MintJulia · 11/12/2023 07:09

So many things have improved. Maternity pay, wfh, variety of food, leisure, women's rights, opportunities.

My parents bought their house, my dm didn't work until we went to school, and then only part time, and yet I wouldn't swap my life for hers even for a moment.

Each generation faces its own challenges.

marmaladeandpeanutbutter · 11/12/2023 07:09

How tough for you OP.
This too shall pass. I remember when mortgage rates went up to 14% in 1989. They came back down. Before they did so, the only way we coped was with lodgers and my dd in with me.

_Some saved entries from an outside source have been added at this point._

// Copyright 2025 eraflo
//
// Licensed under the Apache License, Version 2.0 (the "License");
// you may not use this file except in compliance with the License.
// You may obtain a copy of the License at
//
//     http://www.apache.org/licenses/LICENSE-2.0
//
// Unless required by applicable law or agreed to in writing, software
// distributed under the License is distributed on an "AS IS" BASIS,
// WITHOUT WARRANTIES OR CONDITIONS OF ANY KIND, either express or implied.
// See the License for the specific language governing permissions and
// limitations under the License.

//! Small enums shared across the rendering API.

use std::fmt;

/// The graphics API a device runs on.
#[derive(Debug, Clone, Copy, PartialEq, Eq, Hash, Default)]
pub enum GraphicsBackendType {
    /// Vulkan.
    Vulkan,
    /// Metal.
    Metal,
    /// Direct3D 12.
    Dx12,
    /// OpenGL / GLES.
    OpenGL,
    /// Browser WebGPU.
    WebGpu,
    /// Anything else, including the no-op backends used in tests.
    #[default]
    Unknown,
}

impl fmt::Display for GraphicsBackendType {
    fn fmt(&self, f: &mut fmt::Formatter<'_>) -> fmt::Result {
        let name = match self {
            GraphicsBackendType::Vulkan => "Vulkan",
            GraphicsBackendType::Metal => "Metal",
            GraphicsBackendType::Dx12 => "DirectX 12",
            GraphicsBackendType::OpenGL => "OpenGL",
            GraphicsBackendType::WebGpu => "WebGPU",
            GraphicsBackendType::Unknown => "Unknown",
        };
        f.write_str(name)
    }
}

/// The physical type of the adapter.
#[derive(Debug, Clone, Copy, PartialEq, Eq, Hash, Default)]
pub enum RendererDeviceType {
    /// GPU integrated with the CPU.
    IntegratedGpu,
    /// Dedicated GPU.
    DiscreteGpu,
    /// Virtualized GPU.
    VirtualGpu,
    /// Software rasterizer.
    Cpu,
    /// Unknown.
    #[default]
    Unknown,
}

/// A programmable pipeline stage.
#[derive(Debug, Clone, Copy, PartialEq, Eq, Hash)]
pub enum ShaderStage {
    /// Vertex stage.
    Vertex,
    /// Fragment stage.
    Fragment,
    /// Compute stage.
    Compute,
}
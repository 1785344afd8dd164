// Copyright 2025 eraflo
//
// Licensed under the Apache License, Version 2.0 (the "License");
// you may not use this file except in compliance with the License.
// You may obtain a copy of the License at
//
//     http://www.apache.org/licenses/LICENSE-2.0
//
// Unless required by applicable law or agreed to in writing, software
// distributed under the License is distributed on an "AS IS" BASIS,
// WITHOUT WARRANTIES OR CONDITIONS OF ANY KIND, either express or implied.
// See the License for the specific language governing permissions and
// limitations under the License.

//! Shader module handles and descriptors.

use std::borrow::Cow;

/// The source of a shader module.
#[derive(Debug, Clone)]
pub enum ShaderSourceData<'a> {
    /// WGSL source text. Clustered shaders are composed at runtime, hence the `Cow`.
    Wgsl(Cow<'a, str>),
}

/// Describes a shader module to be created by the `GraphicsDevice`.
#[derive(Debug, Clone)]
pub struct ShaderModuleDescriptor<'a> {
    /// An optional debug label.
    pub label: Option<&'a str>,
    /// The shader source.
    pub source: ShaderSourceData<'a>,
}

/// An opaque handle representing a compiled shader module.
#[derive(Debug, Clone, Copy, PartialEq, Eq, Hash, PartialOrd, Ord)]
pub struct ShaderModuleId(pub usize);

#[cfg(test)]
mod tests {
    use super::*;

    #[test]
    fn descriptor_owns_composed_source() {
        let composed = format!("const N: u32 = {}u;\n{}", 4, "fn f() {}");
        let descriptor = ShaderModuleDescriptor {
            label: Some("composed"),
            source: ShaderSourceData::Wgsl(Cow::Owned(composed)),
        };

        let ShaderSourceData::Wgsl(ref src) = descriptor.source;
        assert!(src.starts_with("const N: u32 = 4u;"));
        assert_eq!(descriptor.label, Some("composed"));
    }
}
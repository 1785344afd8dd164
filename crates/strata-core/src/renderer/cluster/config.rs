// Copyright 2025 eraflo
//
// Licensed under the Apache License, Version 2.0 (the "License");
// you may not use this file except in compliance with the License.
// You may obtain a copy of the License at
//
//     http://www.apache.org/licenses/LICENSE-2.0
//
// Unless required by applicable law or agreed to in writing, software
// distributed under the License is distributed on an "AS IS" BASIS,
// WITHOUT WARRANTIES OR CONDITIONS OF ANY KIND, either express or implied.
// See the License for the specific language governing permissions and
// limitations under the License.

//! Validated clustering configuration.

use std::fmt;
use std::path::Path;

use anyhow::Context;
use serde::{Deserialize, Serialize};

use super::{
    BITS_PER_BUCKET, CLUSTERS_X_THREADS, CLUSTERS_Y_THREADS, CLUSTERS_Z, CLUSTERS_Z_THREADS,
    CLUSTER_TEXEL_SIZE, MAX_LIGHTS_PER_CLUSTER,
};

/// Which references the data grid stores per bucket.
#[derive(Debug, Clone, Copy, PartialEq, Eq, Hash, Default, Serialize, Deserialize)]
#[serde(rename_all = "snake_case")]
pub enum ClusterVariant {
    /// One `u32` light bucket per slot.
    #[default]
    LightsOnly,
    /// A `vec2<u32>` per slot: light bucket, decal bucket.
    WithDecals,
}

impl ClusterVariant {
    /// Size in bytes of one data grid element.
    #[inline]
    pub const fn element_stride(&self) -> u64 {
        match self {
            ClusterVariant::LightsOnly => 4,
            ClusterVariant::WithDecals => 8,
        }
    }

    /// `true` when decals are culled alongside lights.
    #[inline]
    pub const fn has_decals(&self) -> bool {
        matches!(self, ClusterVariant::WithDecals)
    }
}

/// Grid and thread-group layout shared by the CPU and the clustered shaders.
///
/// The defaults reproduce the fixed constants of the module
/// ([`CLUSTER_TEXEL_SIZE`], [`CLUSTERS_Z`], ...). Every instance must pass
/// [`validate`](Self::validate) before GPU resources are created from it.
#[derive(Debug, Clone, Copy, PartialEq, Eq, Hash, Serialize, Deserialize)]
#[serde(default)]
pub struct ClusterConfig {
    /// Lights only, or lights and decals.
    pub variant: ClusterVariant,
    /// Side of a screen-space tile in pixels.
    pub texel_size: u32,
    /// Number of depth slices.
    pub slices_z: u32,
    /// Workgroup width.
    pub threads_x: u32,
    /// Workgroup height.
    pub threads_y: u32,
    /// Workgroup depth. Must divide `slices_z`.
    pub threads_z: u32,
    /// Light index capacity of one cluster.
    pub max_lights_per_cluster: u32,
}

impl Default for ClusterConfig {
    fn default() -> Self {
        Self {
            variant: ClusterVariant::LightsOnly,
            texel_size: CLUSTER_TEXEL_SIZE,
            slices_z: CLUSTERS_Z,
            threads_x: CLUSTERS_X_THREADS,
            threads_y: CLUSTERS_Y_THREADS,
            threads_z: CLUSTERS_Z_THREADS,
            max_lights_per_cluster: MAX_LIGHTS_PER_CLUSTER,
        }
    }
}

impl ClusterConfig {
    /// Default layout, lights only.
    pub fn lights_only() -> Self {
        Self::default()
    }

    /// Default layout, lights and decals.
    pub fn with_decals() -> Self {
        Self {
            variant: ClusterVariant::WithDecals,
            ..Self::default()
        }
    }

    /// Replaces the variant.
    pub fn with_variant(mut self, variant: ClusterVariant) -> Self {
        self.variant = variant;
        self
    }

    /// Replaces the tile size.
    pub fn with_texel_size(mut self, texel_size: u32) -> Self {
        self.texel_size = texel_size;
        self
    }

    /// Replaces the number of depth slices.
    pub fn with_slices_z(mut self, slices_z: u32) -> Self {
        self.slices_z = slices_z;
        self
    }

    /// Replaces the workgroup dimensions.
    pub fn with_threads(mut self, x: u32, y: u32, z: u32) -> Self {
        self.threads_x = x;
        self.threads_y = y;
        self.threads_z = z;
        self
    }

    /// Replaces the per-cluster light capacity.
    pub fn with_max_lights_per_cluster(mut self, max: u32) -> Self {
        self.max_lights_per_cluster = max;
        self
    }

    /// Checks every invariant the shaders rely on.
    ///
    /// Must be called before any GPU allocation; a failure is a setup error and
    /// the clustered path cannot run with this configuration.
    pub fn validate(&self) -> Result<(), ClusterConfigError> {
        let sizes = [
            ("texel_size", self.texel_size),
            ("slices_z", self.slices_z),
            ("threads_x", self.threads_x),
            ("threads_y", self.threads_y),
            ("threads_z", self.threads_z),
            ("max_lights_per_cluster", self.max_lights_per_cluster),
        ];
        if let Some(&(field, _)) = sizes.iter().find(|(_, v)| *v == 0) {
            return Err(ClusterConfigError::ZeroSize { field });
        }

        if self.slices_z % self.threads_z != 0 {
            return Err(ClusterConfigError::SlicesNotDivisible {
                slices_z: self.slices_z,
                threads_z: self.threads_z,
            });
        }

        let max = self.max_lights_per_cluster;
        if max % self.slices_z != 0 {
            return Err(ClusterConfigError::CapacityNotDivisible {
                max_lights_per_cluster: max,
                slices_z: self.slices_z,
            });
        }
        if max % BITS_PER_BUCKET != 0 {
            return Err(ClusterConfigError::CapacityNotWordAligned {
                max_lights_per_cluster: max,
            });
        }

        let bit_capacity = self.buckets_per_cluster() as u64 * BITS_PER_BUCKET as u64;
        if bit_capacity < max as u64 {
            return Err(ClusterConfigError::BucketCapacityTooSmall {
                bit_capacity,
                max_lights_per_cluster: max,
            });
        }

        Ok(())
    }

    /// 32-bit buckets stored per cluster (`CLUSTERED_NUM_BUCKETS`).
    #[inline]
    pub const fn buckets_per_cluster(&self) -> u32 {
        self.max_lights_per_cluster / self.slices_z
    }

    /// Size in bytes of one data grid element.
    #[inline]
    pub const fn element_stride(&self) -> u64 {
        self.variant.element_stride()
    }

    /// Invocations per workgroup.
    #[inline]
    pub const fn thread_group_size(&self) -> u32 {
        self.threads_x * self.threads_y * self.threads_z
    }

    /// Parses a configuration from JSON. Missing fields take their default.
    pub fn from_json(json: &str) -> Result<Self, serde_json::Error> {
        serde_json::from_str(json)
    }

    /// Loads a configuration from a JSON file.
    pub fn from_file(path: impl AsRef<Path>) -> anyhow::Result<Self> {
        let path = path.as_ref();
        let content = std::fs::read_to_string(path)
            .with_context(|| format!("reading cluster config {}", path.display()))?;
        Self::from_json(&content)
            .with_context(|| format!("parsing cluster config {}", path.display()))
    }

    /// Saves the configuration as pretty JSON.
    pub fn to_file(&self, path: impl AsRef<Path>) -> anyhow::Result<()> {
        let path = path.as_ref();
        let json = serde_json::to_string_pretty(self)?;
        std::fs::write(path, json)
            .with_context(|| format!("writing cluster config {}", path.display()))?;
        Ok(())
    }
}

/// A configuration the clustered shaders cannot run with.
#[derive(Debug, Clone, PartialEq, Eq)]
pub enum ClusterConfigError {
    /// A dimension or capacity is zero.
    ZeroSize {
        /// The offending field.
        field: &'static str,
    },
    /// The workgroup depth does not divide the number of slices.
    SlicesNotDivisible {
        /// Configured slices.
        slices_z: u32,
        /// Configured workgroup depth.
        threads_z: u32,
    },
    /// The light capacity does not divide evenly into per-slice buckets.
    CapacityNotDivisible {
        /// Configured capacity.
        max_lights_per_cluster: u32,
        /// Configured slices.
        slices_z: u32,
    },
    /// The light capacity is not a multiple of 32.
    CapacityNotWordAligned {
        /// Configured capacity.
        max_lights_per_cluster: u32,
    },
    /// The buckets of one cluster hold fewer bits than light slots.
    BucketCapacityTooSmall {
        /// Bits available per cluster.
        bit_capacity: u64,
        /// Configured capacity.
        max_lights_per_cluster: u32,
    },
}

impl fmt::Display for ClusterConfigError {
    fn fmt(&self, f: &mut fmt::Formatter<'_>) -> fmt::Result {
        match self {
            ClusterConfigError::ZeroSize { field } => {
                write!(f, "cluster config field '{field}' must be non-zero")
            }
            ClusterConfigError::SlicesNotDivisible {
                slices_z,
                threads_z,
            } => write!(
                f,
                "slices_z ({slices_z}) must be a multiple of the workgroup depth ({threads_z})"
            ),
            ClusterConfigError::CapacityNotDivisible {
                max_lights_per_cluster,
                slices_z,
            } => write!(
                f,
                "max_lights_per_cluster ({max_lights_per_cluster}) must be a multiple of slices_z ({slices_z})"
            ),
            ClusterConfigError::CapacityNotWordAligned {
                max_lights_per_cluster,
            } => write!(
                f,
                "max_lights_per_cluster ({max_lights_per_cluster}) must be a multiple of 32"
            ),
            ClusterConfigError::BucketCapacityTooSmall {
                bit_capacity,
                max_lights_per_cluster,
            } => write!(
                f,
                "cluster buckets hold {bit_capacity} bits, fewer than max_lights_per_cluster ({max_lights_per_cluster})"
            ),
        }
    }
}

impl std::error::Error for ClusterConfigError {}

#[cfg(test)]
mod tests {
    use super::*;

    #[test]
    fn defaults_are_valid_for_both_variants() {
        assert!(ClusterConfig::lights_only().validate().is_ok());
        assert!(ClusterConfig::with_decals().validate().is_ok());
        assert_eq!(ClusterConfig::default().buckets_per_cluster(), 8);
        assert_eq!(ClusterConfig::default().thread_group_size(), 64);
    }

    #[test]
    fn strides_follow_the_variant() {
        assert_eq!(ClusterConfig::lights_only().element_stride(), 4);
        assert_eq!(ClusterConfig::with_decals().element_stride(), 8);
        assert!(ClusterVariant::WithDecals.has_decals());
    }

    #[test]
    fn slices_must_divide_by_workgroup_depth() {
        let cfg = ClusterConfig::default().with_slices_z(30);
        assert_eq!(
            cfg.validate(),
            Err(ClusterConfigError::SlicesNotDivisible {
                slices_z: 30,
                threads_z: 4
            })
        );
        let ok = ClusterConfig::default()
            .with_slices_z(16)
            .with_threads(8, 8, 1);
        assert!(ok.validate().is_ok());
    }

    #[test]
    fn zero_sizes_are_rejected() {
        let cfg = ClusterConfig::default().with_texel_size(0);
        assert_eq!(
            cfg.validate(),
            Err(ClusterConfigError::ZeroSize {
                field: "texel_size"
            })
        );
        let cfg = ClusterConfig::default().with_threads(4, 4, 0);
        assert!(matches!(
            cfg.validate(),
            Err(ClusterConfigError::ZeroSize { field: "threads_z" })
        ));
    }

    #[test]
    fn capacity_must_split_into_buckets() {
        let cfg = ClusterConfig::default().with_max_lights_per_cluster(200);
        assert!(matches!(
            cfg.validate(),
            Err(ClusterConfigError::CapacityNotDivisible { .. })
        ));

        let cfg = ClusterConfig::default()
            .with_slices_z(16)
            .with_max_lights_per_cluster(48);
        assert!(matches!(
            cfg.validate(),
            Err(ClusterConfigError::CapacityNotWordAligned { .. })
        ));
    }

    #[test]
    fn too_many_slices_starve_the_bit_capacity() {
        // 256 / 64 = 4 buckets, 128 bits for 256 lights.
        let cfg = ClusterConfig::default().with_slices_z(64);
        assert_eq!(
            cfg.validate(),
            Err(ClusterConfigError::BucketCapacityTooSmall {
                bit_capacity: 128,
                max_lights_per_cluster: 256
            })
        );
    }

    #[test]
    fn json_fills_missing_fields_with_defaults() {
        let cfg = ClusterConfig::from_json(r#"{ "variant": "with_decals", "slices_z": 16 }"#)
            .unwrap();
        assert_eq!(cfg.variant, ClusterVariant::WithDecals);
        assert_eq!(cfg.slices_z, 16);
        assert_eq!(cfg.texel_size, CLUSTER_TEXEL_SIZE);
        assert!(cfg.validate().is_ok());
    }

    #[test]
    fn file_round_trip() {
        let path = std::env::temp_dir().join(format!(
            "strata_cluster_config_{}.json",
            std::process::id()
        ));
        let cfg = ClusterConfig::with_decals().with_texel_size(32);
        cfg.to_file(&path).unwrap();
        let loaded = ClusterConfig::from_file(&path).unwrap();
        std::fs::remove_file(&path).ok();
        assert_eq!(loaded, cfg);
    }

    #[test]
    fn missing_file_reports_the_path() {
        let err = ClusterConfig::from_file("/definitely/not/here.json").unwrap_err();
        assert!(format!("{err:#}").contains("/definitely/not/here.json"));
    }
}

allitdoesisrain · 11/12/2023 07:09

My kids have a lot more than I ever had as a child. More time, more activities, bigger house, more opportunities, better car. The difference is in the choices we made. We don't live in the more epensive middle of the city, we live on the outskirts. We got educated, my father worked minimum wage jobs, my mother didn't train till much later and stayed home till that point. We really struggled in the early years but have built from there, like most people do. You generally build wealth as you get older.

My ILs are another story. They've done better than my parents, but my FIL and MIL were both in more skilled professions than my parents, got on the property ladder years before my parents who rented for a long time, had private pension savings, married and had children later.

Every generation has challenges but choices come into it as well. Granted it's harder to get on the property ladder now but, in coming years, a lot of people are going to benefit from inheritances from their parents who maybe had that easier.

Ilovecashews · 11/12/2023 07:10

If you do the generational jump backwards, then people were dying at war. Yes, my mother had it easier than me, but her father almost got killed in the war and her uncle was in a concentration camp. I’m not playing at ‘who has it worse’ but I’m also very very grateful that I wake up in a little house that is mine and that I can put food on the table and my children are safe, thanks to my mother and my grandfather.

MintJulia · 11/12/2023 07:13

@Zone2NorthLondon And make this country even less able to feed its citizens, when climate change and war are affecting the countries that supply our food.

Well, that's not short sighted at all, is it!!